Material shown:
***
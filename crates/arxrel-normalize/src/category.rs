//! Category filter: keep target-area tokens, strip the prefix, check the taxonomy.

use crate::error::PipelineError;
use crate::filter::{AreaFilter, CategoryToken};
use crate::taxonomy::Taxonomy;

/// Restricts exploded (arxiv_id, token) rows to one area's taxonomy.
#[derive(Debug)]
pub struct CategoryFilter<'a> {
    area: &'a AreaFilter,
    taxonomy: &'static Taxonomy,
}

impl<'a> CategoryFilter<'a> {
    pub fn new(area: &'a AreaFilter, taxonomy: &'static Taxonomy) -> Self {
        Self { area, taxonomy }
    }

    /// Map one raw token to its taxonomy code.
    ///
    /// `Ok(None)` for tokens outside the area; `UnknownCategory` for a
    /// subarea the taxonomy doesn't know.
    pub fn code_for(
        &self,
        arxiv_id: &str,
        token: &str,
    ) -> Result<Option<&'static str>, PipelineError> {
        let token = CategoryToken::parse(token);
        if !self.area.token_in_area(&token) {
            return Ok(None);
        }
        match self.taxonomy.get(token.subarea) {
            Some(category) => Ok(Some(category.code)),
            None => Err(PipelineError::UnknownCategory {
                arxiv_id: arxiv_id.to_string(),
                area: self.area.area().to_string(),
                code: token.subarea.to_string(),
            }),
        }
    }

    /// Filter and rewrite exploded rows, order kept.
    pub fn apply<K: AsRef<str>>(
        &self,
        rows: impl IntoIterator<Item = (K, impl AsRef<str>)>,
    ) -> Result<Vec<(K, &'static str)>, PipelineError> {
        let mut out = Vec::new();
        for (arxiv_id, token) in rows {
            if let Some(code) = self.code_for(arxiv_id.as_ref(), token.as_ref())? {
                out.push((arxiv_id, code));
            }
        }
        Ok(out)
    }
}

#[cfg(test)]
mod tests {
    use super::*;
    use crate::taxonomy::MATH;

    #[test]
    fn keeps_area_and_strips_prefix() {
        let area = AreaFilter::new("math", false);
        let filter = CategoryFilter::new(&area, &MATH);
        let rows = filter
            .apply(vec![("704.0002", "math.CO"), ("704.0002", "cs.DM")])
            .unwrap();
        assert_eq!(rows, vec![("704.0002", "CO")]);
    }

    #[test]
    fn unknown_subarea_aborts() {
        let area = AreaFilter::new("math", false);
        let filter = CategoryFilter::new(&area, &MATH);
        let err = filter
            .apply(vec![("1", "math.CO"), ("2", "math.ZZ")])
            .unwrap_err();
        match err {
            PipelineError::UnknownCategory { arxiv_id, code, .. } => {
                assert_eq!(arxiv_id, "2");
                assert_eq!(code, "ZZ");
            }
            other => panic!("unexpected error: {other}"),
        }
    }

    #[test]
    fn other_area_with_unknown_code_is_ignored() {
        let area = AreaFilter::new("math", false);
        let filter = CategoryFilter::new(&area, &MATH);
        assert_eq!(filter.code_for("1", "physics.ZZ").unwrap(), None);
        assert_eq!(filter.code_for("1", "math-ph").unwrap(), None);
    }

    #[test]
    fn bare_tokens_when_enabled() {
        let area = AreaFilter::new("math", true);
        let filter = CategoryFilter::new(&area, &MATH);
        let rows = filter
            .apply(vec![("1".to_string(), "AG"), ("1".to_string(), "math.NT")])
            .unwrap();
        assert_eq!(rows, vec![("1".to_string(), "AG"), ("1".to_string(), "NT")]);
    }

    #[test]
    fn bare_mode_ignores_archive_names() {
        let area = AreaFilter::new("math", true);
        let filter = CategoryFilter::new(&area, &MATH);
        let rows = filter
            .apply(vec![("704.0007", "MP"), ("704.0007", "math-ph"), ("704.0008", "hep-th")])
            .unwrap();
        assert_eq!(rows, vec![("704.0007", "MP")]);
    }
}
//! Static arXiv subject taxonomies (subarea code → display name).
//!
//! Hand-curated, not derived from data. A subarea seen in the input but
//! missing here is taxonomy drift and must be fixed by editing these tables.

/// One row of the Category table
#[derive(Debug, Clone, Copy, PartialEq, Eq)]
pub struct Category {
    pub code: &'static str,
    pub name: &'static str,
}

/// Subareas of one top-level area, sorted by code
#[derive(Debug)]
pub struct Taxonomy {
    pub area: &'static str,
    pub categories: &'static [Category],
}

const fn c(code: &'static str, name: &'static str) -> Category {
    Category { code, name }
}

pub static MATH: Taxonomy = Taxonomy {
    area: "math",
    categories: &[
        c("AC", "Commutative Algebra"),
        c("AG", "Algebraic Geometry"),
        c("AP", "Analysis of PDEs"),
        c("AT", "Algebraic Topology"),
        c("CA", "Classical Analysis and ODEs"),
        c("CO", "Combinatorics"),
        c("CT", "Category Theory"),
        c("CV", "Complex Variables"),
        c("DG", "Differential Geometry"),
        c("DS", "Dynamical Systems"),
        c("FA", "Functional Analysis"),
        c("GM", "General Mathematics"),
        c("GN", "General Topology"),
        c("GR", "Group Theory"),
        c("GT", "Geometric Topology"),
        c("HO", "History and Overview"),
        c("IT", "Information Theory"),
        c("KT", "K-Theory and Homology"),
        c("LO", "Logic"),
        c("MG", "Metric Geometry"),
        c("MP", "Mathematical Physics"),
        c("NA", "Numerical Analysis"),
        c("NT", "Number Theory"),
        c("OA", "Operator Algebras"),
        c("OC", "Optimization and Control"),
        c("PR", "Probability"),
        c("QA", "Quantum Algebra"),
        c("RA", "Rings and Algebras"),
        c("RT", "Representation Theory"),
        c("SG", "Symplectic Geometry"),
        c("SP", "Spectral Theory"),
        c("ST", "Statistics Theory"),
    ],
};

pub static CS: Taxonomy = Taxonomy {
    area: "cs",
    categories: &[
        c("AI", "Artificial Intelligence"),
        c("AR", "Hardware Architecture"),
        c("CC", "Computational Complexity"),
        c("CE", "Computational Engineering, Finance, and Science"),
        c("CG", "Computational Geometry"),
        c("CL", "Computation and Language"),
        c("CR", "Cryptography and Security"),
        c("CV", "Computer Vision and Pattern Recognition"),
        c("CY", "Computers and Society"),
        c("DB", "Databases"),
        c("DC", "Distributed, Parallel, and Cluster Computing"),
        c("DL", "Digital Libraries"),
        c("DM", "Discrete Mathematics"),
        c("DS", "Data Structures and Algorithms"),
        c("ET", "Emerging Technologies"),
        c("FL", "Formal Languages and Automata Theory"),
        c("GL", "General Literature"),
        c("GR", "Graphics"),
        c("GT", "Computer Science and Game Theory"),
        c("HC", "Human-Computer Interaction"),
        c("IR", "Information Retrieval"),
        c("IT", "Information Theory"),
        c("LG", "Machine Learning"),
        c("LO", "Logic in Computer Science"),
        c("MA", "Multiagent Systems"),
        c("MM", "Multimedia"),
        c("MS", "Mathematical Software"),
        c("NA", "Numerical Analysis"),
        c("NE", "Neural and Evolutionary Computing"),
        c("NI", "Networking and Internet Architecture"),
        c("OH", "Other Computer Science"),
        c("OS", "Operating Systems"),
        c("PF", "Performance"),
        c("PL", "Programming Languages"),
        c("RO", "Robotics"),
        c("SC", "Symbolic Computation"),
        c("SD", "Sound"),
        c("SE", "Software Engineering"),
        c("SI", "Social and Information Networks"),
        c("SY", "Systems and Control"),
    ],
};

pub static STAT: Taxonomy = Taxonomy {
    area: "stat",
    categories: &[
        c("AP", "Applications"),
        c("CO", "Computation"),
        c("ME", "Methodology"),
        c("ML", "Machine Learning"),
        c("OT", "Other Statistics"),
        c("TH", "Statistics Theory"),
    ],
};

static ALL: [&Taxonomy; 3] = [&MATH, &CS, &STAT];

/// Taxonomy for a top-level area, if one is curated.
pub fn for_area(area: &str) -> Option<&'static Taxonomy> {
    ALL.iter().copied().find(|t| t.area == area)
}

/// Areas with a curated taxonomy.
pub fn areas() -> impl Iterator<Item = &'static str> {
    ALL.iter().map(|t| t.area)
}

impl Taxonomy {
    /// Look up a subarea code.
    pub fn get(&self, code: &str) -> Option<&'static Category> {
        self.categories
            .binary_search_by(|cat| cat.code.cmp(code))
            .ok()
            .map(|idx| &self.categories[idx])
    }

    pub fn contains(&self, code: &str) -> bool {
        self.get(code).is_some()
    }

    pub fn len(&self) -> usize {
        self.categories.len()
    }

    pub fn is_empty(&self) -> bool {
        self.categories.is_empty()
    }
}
***
What to do: Your reply should be a single number: the count of lines above that include the string "Control".

Your solution: 2